Claudia Olmos tanatóloga e hipnoterapeuta
Cuando cocinamos un platillo tradicional, decimos calladamente: tu cuerpo se fue, pero tu sabor sigue vivo en mí.
La gastronomía mexicana no es un recetario ni una técnica. Es uno de los rituales más profundos de nuestra identidad colectiva. Cuando celebramos la comida mexicana, celebramos algo mucho más grande que sabores, ingredientes o historia. Celebramos una cocina que conserva la memoria de un pueblo: nuestro pueblo. En México, la gastronomía no solo nutre el cuerpo. Nutre los vínculos con quienes ya no están. Cada mole, cada tamal, cada pan de muerto cumple una función que no figura en ningún menú y que ninguna técnica culinaria puede sustituir: nos recuerda que la cocina es un territorio donde la muerte no es ausencia, sino continuidad. La muerte no nos arrebata la memoria; la cocina la resguarda.
Mientras en muchas partes del mundo la muerte separa, en México la comida nos une. Convoca. Honra. Abre la puerta para que las sombras queridas vuelvan a la mesa. Así es nuestra cocina: una celebración permanente de la vida que se transforma y permanece. Por eso este Día Nacional de la Gastronomía Mexicana no solo exalta a una tradición culinaria, también celebra la forma en que hemos aprendido a convivir con la muerte. Lo hacemos no desde la solemnidad, sino desde el fogón, la estufa, el comal, la mesa familiar.
En cada receta heredada está la mano de quienes amamos. En cada ingrediente vive la voz de una abuela. En cada sabor late la historia de un antepasado que se niega a desaparecer. Es el pan dulce que vuelve cada año, el mole que conserva oraciones silenciosas y el maíz que insiste en renacer. La gastronomía mexicana abraza la muerte sin miedo. La convierte en ofrenda, aroma, abrazo, maíz y tradición. La integra como una comensal más en la mesa.
No se puede comprender a México solo mirando sus paisajes o escuchando su historia. Para entendernos, hay que probarnos. México se revela en sus sabores más hondos. En la memoria que guardan los platillos. En el modo en que la gastronomía transforma lo cotidiano en amor.
El norte de México huele a fuego y resistencia. Allí, en el paisaje del desierto y la montaña, los sabores nacen del calor de las brasas: carne asada, cabrito, machaca, chilorio, aguachile. Son platos que hablan de reuniones al aire libre, de familias que se reconocen alrededor del carbón, de una tierra que se expresa fuerte y honesta, como quienes la habitan.
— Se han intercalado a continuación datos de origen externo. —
//! Type definitions for the schema knowledge graph.
//!
//! This module defines the node kinds, edge kinds, and the typed property
//! sets attached to each. Properties are a tagged union per kind rather
//! than an open map; every property struct carries an `extra` map for
//! metadata that has no dedicated field.

use std::collections::BTreeMap;
use std::fmt;

use serde::{Deserialize, Serialize};

/// Free-form string metadata attached to a node or edge.
pub type Extra = BTreeMap<String, String>;

// ============================================================================
// Node ids
// ============================================================================

/// Node id of a table: `table:<name>`.
pub fn table_id(table: &str) -> String {
    format!("table:{}", table)
}

/// Node id of a column: `column:<table>.<column>`.
///
/// `.` and `\` inside either name are backslash-escaped, so a table `a`
/// with column `b.c` and a table `a.b` with column `c` get distinct ids.
pub fn column_id(table: &str, column: &str) -> String {
    format!("column:{}.{}", escape_id_part(table), escape_id_part(column))
}

/// Node id of an index: `index:<table>.<index>`, escaped like [`column_id`].
pub fn index_id(table: &str, index: &str) -> String {
    format!("index:{}.{}", escape_id_part(table), escape_id_part(index))
}

fn escape_id_part(part: &str) -> String {
    let mut out = String::with_capacity(part.len());
    for c in part.chars() {
        if c == '.' || c == '\\' {
            out.push('\\');
        }
        out.push(c);
    }
    out
}

// ============================================================================
// Kinds
// ============================================================================

/// Kind of a node in the schema graph.
#[derive(Debug, Clone, Copy, PartialEq, Eq, Hash, PartialOrd, Ord, Serialize, Deserialize)]
#[serde(rename_all = "SCREAMING_SNAKE_CASE")]
pub enum NodeKind {
    Table,
    Column,
    Index,
}

impl NodeKind {
    /// All node kinds, in display order.
    pub const ALL: [NodeKind; 3] = [NodeKind::Table, NodeKind::Column, NodeKind::Index];

    /// Upper-case label used in exports and statistics.
    pub fn as_str(&self) -> &'static str {
        match self {
            NodeKind::Table => "TABLE",
            NodeKind::Column => "COLUMN",
            NodeKind::Index => "INDEX",
        }
    }
}

impl fmt::Display for NodeKind {
    fn fmt(&self, f: &mut fmt::Formatter<'_>) -> fmt::Result {
        f.write_str(self.as_str())
    }
}

/// Kind of an edge in the schema graph.
#[derive(Debug, Clone, Copy, PartialEq, Eq, Hash, PartialOrd, Ord, Serialize, Deserialize)]
#[serde(rename_all = "SCREAMING_SNAKE_CASE")]
pub enum EdgeKind {
    /// table → column
    HasColumn,
    /// table → referred table (one per FK constraint)
    References,
    /// column → referred column (one per FK column pair)
    FkReferences,
    /// index → table
    Indexes,
}

impl EdgeKind {
    /// All edge kinds, in display order.
    pub const ALL: [EdgeKind; 4] = [
        EdgeKind::HasColumn,
        EdgeKind::References,
        EdgeKind::FkReferences,
        EdgeKind::Indexes,
    ];

    /// Upper-case label used in exports and statistics.
    pub fn as_str(&self) -> &'static str {
        match self {
            EdgeKind::HasColumn => "HAS_COLUMN",
            EdgeKind::References => "REFERENCES",
            EdgeKind::FkReferences => "FK_REFERENCES",
            EdgeKind::Indexes => "INDEXES",
        }
    }
}

impl fmt::Display for EdgeKind {
    fn fmt(&self, f: &mut fmt::Formatter<'_>) -> fmt::Result {
        f.write_str(self.as_str())
    }
}

// ============================================================================
// Node Properties
// ============================================================================

/// Properties of a TABLE node.
#[derive(Debug, Clone, Default, PartialEq, Eq, Serialize, Deserialize)]
pub struct TableProperties {
    /// Row count (0 when it could not be collected).
    pub row_count: u64,
    /// Number of columns reported by the source.
    pub column_count: usize,
    /// Primary key columns (ordered).
    pub primary_keys: Vec<String>,
    /// Table comment.
    #[serde(default, skip_serializing_if = "Option::is_none")]
    pub comment: Option<String>,
    #[serde(default, skip_serializing_if = "Extra::is_empty")]
    pub extra: Extra,
}

/// Properties of a COLUMN node.
#[derive(Debug, Clone, Default, PartialEq, Eq, Serialize, Deserialize)]
pub struct ColumnProperties {
    /// Owning table name.
    pub table: String,
    /// Source-reported type name.
    pub data_type: String,
    pub nullable: bool,
    pub default: Option<String>,
    /// Is this column part of the primary key?
    #[serde(default)]
    pub primary_key: bool,
    #[serde(default, skip_serializing_if = "Extra::is_empty")]
    pub extra: Extra,
}

/// Properties of an INDEX node.
#[derive(Debug, Clone, Default, PartialEq, Eq, Serialize, Deserialize)]
pub struct IndexProperties {
    /// Owning table name.
    pub table: String,
    pub columns: Vec<String>,
    pub unique: bool,
    #[serde(default, skip_serializing_if = "Extra::is_empty")]
    pub extra: Extra,
}

/// Typed node properties; the variant determines the node kind.
#[derive(Debug, Clone, PartialEq, Eq)]
pub enum NodeProperties {
    Table(TableProperties),
    Column(ColumnProperties),
    Index(IndexProperties),
}

impl NodeProperties {
    /// The node kind these properties belong to.
    pub fn kind(&self) -> NodeKind {
        match self {
            NodeProperties::Table(_) => NodeKind::Table,
            NodeProperties::Column(_) => NodeKind::Column,
            NodeProperties::Index(_) => NodeKind::Index,
        }
    }

    /// The `extra` map of whichever variant this is.
    pub fn extra(&self) -> &Extra {
        match self {
            NodeProperties::Table(p) => &p.extra,
            NodeProperties::Column(p) => &p.extra,
            NodeProperties::Index(p) => &p.extra,
        }
    }
}

// ============================================================================
// Nodes
// ============================================================================

/// A node in the schema knowledge graph.
#[derive(Debug, Clone, PartialEq)]
pub struct SchemaNode {
    /// Stable id, namespaced by kind (see [`table_id`], [`column_id`], [`index_id`]).
    pub node_id: String,
    /// Unqualified name (table, column or index name).
    pub name: String,
    pub properties: NodeProperties,
    /// Reserved for semantic similarity; never read by graph algorithms.
    pub embedding: Option<Vec<f32>>,
}

impl SchemaNode {
    /// Create a TABLE node.
    pub fn table(name: &str, properties: TableProperties) -> Self {
        Self {
            node_id: table_id(name),
            name: name.to_string(),
            properties: NodeProperties::Table(properties),
            embedding: None,
        }
    }

    /// Create a COLUMN node; the owning table is taken from the properties.
    pub fn column(name: &str, properties: ColumnProperties) -> Self {
        Self {
            node_id: column_id(&properties.table, name),
            name: name.to_string(),
            properties: NodeProperties::Column(properties),
            embedding: None,
        }
    }

    /// Create an INDEX node; the owning table is taken from the properties.
    pub fn index(name: &str, properties: IndexProperties) -> Self {
        Self {
            node_id: index_id(&properties.table, name),
            name: name.to_string(),
            properties: NodeProperties::Index(properties),
            embedding: None,
        }
    }

    /// The node kind.
    pub fn kind(&self) -> NodeKind {
        self.properties.kind()
    }

    pub fn is_table(&self) -> bool {
        self.kind() == NodeKind::Table
    }

    /// Table properties, if this is a TABLE node.
    pub fn as_table(&self) -> Option<&TableProperties> {
        match &self.properties {
            NodeProperties::Table(p) => Some(p),
            _ => None,
        }
    }

    /// Column properties, if this is a COLUMN node.
    pub fn as_column(&self) -> Option<&ColumnProperties> {
        match &self.properties {
            NodeProperties::Column(p) => Some(p),
            _ => None,
        }
    }

    /// Index properties, if this is an INDEX node.
    pub fn as_index(&self) -> Option<&IndexProperties> {
        match &self.properties {
            NodeProperties::Index(p) => Some(p),
            _ => None,
        }
    }
}

// ============================================================================
// Edge Properties
// ============================================================================

/// HAS_COLUMN edge: table → column.
#[derive(Debug, Clone, Default, PartialEq, Eq, Serialize, Deserialize)]
pub struct HasColumnProperties {
    /// 0-based ordinal position of the column in its table.
    pub position: usize,
    #[serde(default, skip_serializing_if = "Extra::is_empty")]
    pub extra: Extra,
}

/// REFERENCES edge: table → referred table.
#[derive(Debug, Clone, Default, PartialEq, Eq, Serialize, Deserialize)]
pub struct ReferencesProperties {
    pub constraint_name: String,
    /// Constrained columns in the source table.
    pub columns: Vec<String>,
    /// Referred columns in the target table.
    pub ref_columns: Vec<String>,
    #[serde(default, skip_serializing_if = "Extra::is_empty")]
    pub extra: Extra,
}

/// FK_REFERENCES edge: column → referred column.
#[derive(Debug, Clone, Default, PartialEq, Eq, Serialize, Deserialize)]
pub struct FkReferencesProperties {
    pub constraint_name: String,
    #[serde(default, skip_serializing_if = "Extra::is_empty")]
    pub extra: Extra,
}

/// INDEXES edge: index → table.
#[derive(Debug, Clone, Default, PartialEq, Eq, Serialize, Deserialize)]
pub struct IndexesProperties {
    pub columns: Vec<String>,
    #[serde(default, skip_serializing_if = "Extra::is_empty")]
    pub extra: Extra,
}

/// Typed edge properties; the variant determines the edge kind.
#[derive(Debug, Clone, PartialEq, Eq)]
pub enum EdgeProperties {
    HasColumn(HasColumnProperties),
    References(ReferencesProperties),
    FkReferences(FkReferencesProperties),
    Indexes(IndexesProperties),
}

impl EdgeProperties {
    /// The edge kind these properties belong to.
    pub fn kind(&self) -> EdgeKind {
        match self {
            EdgeProperties::HasColumn(_) => EdgeKind::HasColumn,
            EdgeProperties::References(_) => EdgeKind::References,
            EdgeProperties::FkReferences(_) => EdgeKind::FkReferences,
            EdgeProperties::Indexes(_) => EdgeKind::Indexes,
        }
    }
}

// ============================================================================
// Edges
// ============================================================================

/// A directed edge between two node ids.
#[derive(Debug, Clone, PartialEq, Eq)]
pub struct SchemaEdge {
    pub source: String,
    pub target: String,
    pub properties: EdgeProperties,
}

impl SchemaEdge {
    pub fn new(source: impl Into<String>, target: impl Into<String>, properties: EdgeProperties) -> Self {
        Self {
            source: source.into(),
            target: target.into(),
            properties,
        }
    }

    /// The edge kind.
    pub fn kind(&self) -> EdgeKind {
        self.properties.kind()
    }

    /// REFERENCES properties, if this is a REFERENCES edge.
    pub fn as_references(&self) -> Option<&ReferencesProperties> {
        match &self.properties {
            EdgeProperties::References(p) => Some(p),
            _ => None,
        }
    }
}
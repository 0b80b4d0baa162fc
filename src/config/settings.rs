//! TOML-based configuration for schemagraph.
//!
//! Supports a config file (schemagraph.toml) with environment variable expansion.
//!
//! Example configuration:
//! ```toml
//! [build]
//! max_concurrency = 8
//! collect_row_counts = true
//! row_count_timeout_ms = 5000
//! build_timeout_secs = 300
//!
//! [query]
//! default_depth = 2
//! max_depth = 5
//!
//! [categories]
//! lookup = ["xref"]
//! transaction = ["shipment"]
//!
//! [sources.warehouse]
//! snapshot = "${DATA_DIR}/warehouse.json"
//! ```

use serde::{Deserialize, Serialize};
use std::collections::HashMap;
use std::env;
use std::fs;
use std::path::{Path, PathBuf};
use std::time::Duration;

use crate::graph::{BuildConfig, Categorizer, Category};

/// Error type for settings.
#[derive(Debug, thiserror::Error)]
pub enum SettingsError {
    #[error("Config file not found: {0}")]
    FileNotFound(PathBuf),

    #[error("Failed to read config file: {0}")]
    ReadError(#[from] std::io::Error),

    #[error("Failed to parse config file: {0}")]
    ParseError(#[from] toml::de::Error),

    #[error("Missing environment variable: {0}")]
    MissingEnvVar(String),

    #[error("Source not found: {0}")]
    SourceNotFound(String),

    #[error("Invalid configuration: {0}")]
    InvalidConfig(String),
}

/// Root configuration structure.
#[derive(Debug, Clone, Default, Deserialize, Serialize)]
#[serde(default)]
pub struct Settings {
    /// Graph build configuration.
    pub build: BuildSettings,

    /// Query defaults and limits.
    pub query: QuerySettings,

    /// Extra categorization keywords.
    pub categories: CategorySettings,

    /// Named schema sources.
    pub sources: HashMap<String, SourceSettings>,
}

/// Graph build configuration.
#[derive(Debug, Clone, PartialEq, Eq, Deserialize, Serialize)]
#[serde(default)]
pub struct BuildSettings {
    /// Maximum number of tables fetched concurrently.
    pub max_concurrency: usize,

    /// Ask the source for row counts.
    pub collect_row_counts: bool,

    /// Timeout for a single row count, in milliseconds.
    pub row_count_timeout_ms: u64,

    /// Timeout for a whole build, in seconds (unbounded when unset).
    pub build_timeout_secs: Option<u64>,
}

impl Default for BuildSettings {
    fn default() -> Self {
        Self {
            max_concurrency: 8,
            collect_row_counts: true,
            row_count_timeout_ms: 5000,
            build_timeout_secs: None,
        }
    }
}

impl BuildSettings {
    /// Builder configuration derived from these settings.
    pub fn to_build_config(&self) -> BuildConfig {
        BuildConfig {
            max_concurrency: self.max_concurrency,
            collect_row_counts: self.collect_row_counts,
            row_count_timeout: Duration::from_millis(self.row_count_timeout_ms),
        }
    }

    pub fn build_timeout(&self) -> Option<Duration> {
        self.build_timeout_secs.map(Duration::from_secs)
    }
}

/// Query defaults and limits.
#[derive(Debug, Clone, PartialEq, Eq, Deserialize, Serialize)]
#[serde(default)]
pub struct QuerySettings {
    /// Context depth used when the caller does not pass one.
    pub default_depth: usize,

    /// Largest depth a caller may request.
    pub max_depth: usize,
}

impl Default for QuerySettings {
    fn default() -> Self {
        Self {
            default_depth: 2,
            max_depth: 5,
        }
    }
}

impl QuerySettings {
    /// Resolve a requested depth into `1..=max_depth`.
    pub fn clamp_depth(&self, depth: Option<usize>) -> usize {
        depth
            .unwrap_or(self.default_depth)
            .clamp(1, self.max_depth.max(1))
    }
}

/// Extra name keywords per category, added on top of the built-in rules.
#[derive(Debug, Clone, Default, PartialEq, Eq, Deserialize, Serialize)]
#[serde(default)]
pub struct CategorySettings {
    pub lookup: Vec<String>,
    pub transaction: Vec<String>,
    pub master: Vec<String>,
    pub audit: Vec<String>,
}

impl CategorySettings {
    /// The default categorizer extended with the configured keywords.
    pub fn categorizer(&self) -> Categorizer {
        let mut categorizer = Categorizer::new();
        categorizer.add_keywords(Category::Lookup, &self.lookup);
        categorizer.add_keywords(Category::Transaction, &self.transaction);
        categorizer.add_keywords(Category::Master, &self.master);
        categorizer.add_keywords(Category::Audit, &self.audit);
        categorizer
    }
}

/// A named schema source.
#[derive(Debug, Clone, PartialEq, Eq, Deserialize, Serialize)]
pub struct SourceSettings {
    /// Path to a JSON schema snapshot (supports ${ENV_VAR} expansion).
    pub snapshot: String,
}

impl SourceSettings {
    /// Get the snapshot path with environment variables expanded.
    pub fn resolved_snapshot_path(&self) -> Result<PathBuf, SettingsError> {
        expand_env_vars(&self.snapshot).map(PathBuf::from)
    }
}

impl Settings {
    /// Load settings from a TOML file.
    pub fn from_file<P: AsRef<Path>>(path: P) -> Result<Self, SettingsError> {
        let path = path.as_ref();
        if !path.exists() {
            return Err(SettingsError::FileNotFound(path.to_path_buf()));
        }

        let content = fs::read_to_string(path)?;
        Self::from_toml_str(&content)
    }

    /// Parse and validate settings from TOML text.
    pub fn from_toml_str(content: &str) -> Result<Self, SettingsError> {
        let settings: Settings = toml::from_str(content)?;
        settings.validate()?;
        Ok(settings)
    }

    /// Load settings from the default config file locations.
    ///
    /// Searches in order:
    /// 1. Environment variable `SCHEMAGRAPH_CONFIG`
    /// 2. `./schemagraph.toml`
    /// 3. `~/.config/schemagraph/config.toml`
    pub fn load() -> Result<Self, SettingsError> {
        if let Ok(path) = env::var("SCHEMAGRAPH_CONFIG") {
            return Self::from_file(&path);
        }

        let local_config = PathBuf::from("schemagraph.toml");
        if local_config.exists() {
            return Self::from_file(&local_config);
        }

        if let Some(config_dir) = dirs::config_dir() {
            let user_config = config_dir.join("schemagraph").join("config.toml");
            if user_config.exists() {
                return Self::from_file(&user_config);
            }
        }

        Ok(Settings::default())
    }

    /// Check value ranges that TOML types alone cannot express.
    pub fn validate(&self) -> Result<(), SettingsError> {
        if self.build.max_concurrency == 0 {
            return Err(SettingsError::InvalidConfig(
                "build.max_concurrency must be at least 1".to_string(),
            ));
        }
        if self.query.max_depth == 0 {
            return Err(SettingsError::InvalidConfig(
                "query.max_depth must be at least 1".to_string(),
            ));
        }
        if self.query.default_depth > self.query.max_depth {
            return Err(SettingsError::InvalidConfig(format!(
                "query.default_depth ({}) exceeds query.max_depth ({})",
                self.query.default_depth, self.query.max_depth
            )));
        }
        Ok(())
    }

    /// Get a source by name.
    pub fn get_source(&self, name: &str) -> Result<&SourceSettings, SettingsError> {
        self.sources
            .get(name)
            .ok_or_else(|| SettingsError::SourceNotFound(name.to_string()))
    }
}

/// Expand environment variables in a string.
///
/// Supports `${VAR}` and `$VAR` syntax.
pub fn expand_env_vars(s: &str) -> Result<String, SettingsError> {
    let mut result = String::with_capacity(s.len());
    let mut chars = s.chars().peekable();

    while let Some(c) = chars.next() {
        if c != '$' {
            result.push(c);
            continue;
        }

        let var_name: String = if chars.next_if_eq(&'{').is_some() {
            let name: String = std::iter::from_fn(|| chars.next_if(|&ch| ch != '}')).collect();
            chars.next(); // consume '}'
            name
        } else {
            // $VAR ends at the first non-alphanumeric, non-underscore char
            std::iter::from_fn(|| chars.next_if(|&ch| ch.is_alphanumeric() || ch == '_')).collect()
        };

        if var_name.is_empty() {
            // Just a lone $, keep it
            result.push('$');
            continue;
        }

        let value = env::var(&var_name).map_err(|_| SettingsError::MissingEnvVar(var_name.clone()))?;
        result.push_str(&value);
    }

    Ok(result)
}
En el centro del país, el maíz es infinito. Ofrece mil maneras de recordarnos quiénes somos: tlacoyos, quesadillas, tacos al pastor, mole, chiles en nogada, barbacoa. Cada platillo es una celebración. México en el centro es una fiesta de raíces que se mezclan, que se transforman, que vuelven cualquier día ordinario en un espacio para amar y recordar.
En el sur, la cocina es memoria viva. Allí respiran técnicas ancestrales que no han sido vencidas por el tiempo: los moles oaxaqueños, las tlaxudas, los tamales de chipilín, la cochinita pibil, el pozol. Son sabores que nos recuerdan que el origen sigue cerca, que la comida puede ser un altar, un refugio, una oración silenciosa a quienes vivieron antes.
Si unimos norte, centro y sur descubrimos que la gastronomía mexicana no es un conjunto de recetas. Es un lenguaje nacional. Un refugio colectivo. Una herencia que viaja de generación en generación. En el norte está el fuego. En el centro la fuerza del maíz. En el sur la raíz espiritual. Y en cada uno de nosotros, la memoria del hogar que nunca se olvida.
Por eso cuando un platillo mexicano nos toca el alma, no estamos probando comida: estamos recordando quiénes somos, de dónde venimos y a quién pertenecemos.
El Día Nacional de la Gastronomía Mexicana es una celebración, sí. Pero también es un acto de resistencia. Un llamado a preservar las recetas que guardan a nuestros muertos, nuestras raíces y nuestra identidad. Porque en México, la cocina es el puente donde los vivos y los muertos vuelven a encontrarse. Y donde la memoria nunca deja de tener sabor.